◆ Required action:
Would you give the number of lines in the entries that contain the word "body"? Nothing else is needed.

Collected data entries
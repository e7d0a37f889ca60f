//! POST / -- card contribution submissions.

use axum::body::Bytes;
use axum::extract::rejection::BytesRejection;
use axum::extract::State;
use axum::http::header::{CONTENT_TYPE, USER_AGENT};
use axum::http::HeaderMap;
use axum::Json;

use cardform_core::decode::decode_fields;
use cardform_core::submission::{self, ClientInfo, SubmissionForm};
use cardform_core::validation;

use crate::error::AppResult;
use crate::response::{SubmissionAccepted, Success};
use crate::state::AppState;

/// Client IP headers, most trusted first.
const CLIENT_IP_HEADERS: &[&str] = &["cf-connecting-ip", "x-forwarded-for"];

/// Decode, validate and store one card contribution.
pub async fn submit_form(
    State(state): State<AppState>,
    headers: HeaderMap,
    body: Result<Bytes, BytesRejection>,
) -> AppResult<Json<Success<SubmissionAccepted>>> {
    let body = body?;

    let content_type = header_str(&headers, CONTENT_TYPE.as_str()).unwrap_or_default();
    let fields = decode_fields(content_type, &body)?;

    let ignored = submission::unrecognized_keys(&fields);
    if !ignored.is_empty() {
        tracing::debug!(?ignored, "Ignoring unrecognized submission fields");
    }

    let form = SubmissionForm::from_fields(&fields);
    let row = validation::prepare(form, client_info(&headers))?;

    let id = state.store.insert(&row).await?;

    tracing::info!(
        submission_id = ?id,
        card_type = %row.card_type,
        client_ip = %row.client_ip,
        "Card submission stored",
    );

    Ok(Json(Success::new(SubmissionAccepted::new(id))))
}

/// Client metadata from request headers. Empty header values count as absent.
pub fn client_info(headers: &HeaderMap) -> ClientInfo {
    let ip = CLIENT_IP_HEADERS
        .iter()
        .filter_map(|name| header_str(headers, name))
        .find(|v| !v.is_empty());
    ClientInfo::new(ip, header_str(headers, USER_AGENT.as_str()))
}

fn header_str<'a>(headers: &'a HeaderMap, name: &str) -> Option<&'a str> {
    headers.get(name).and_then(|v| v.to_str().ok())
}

◆ The answer:
4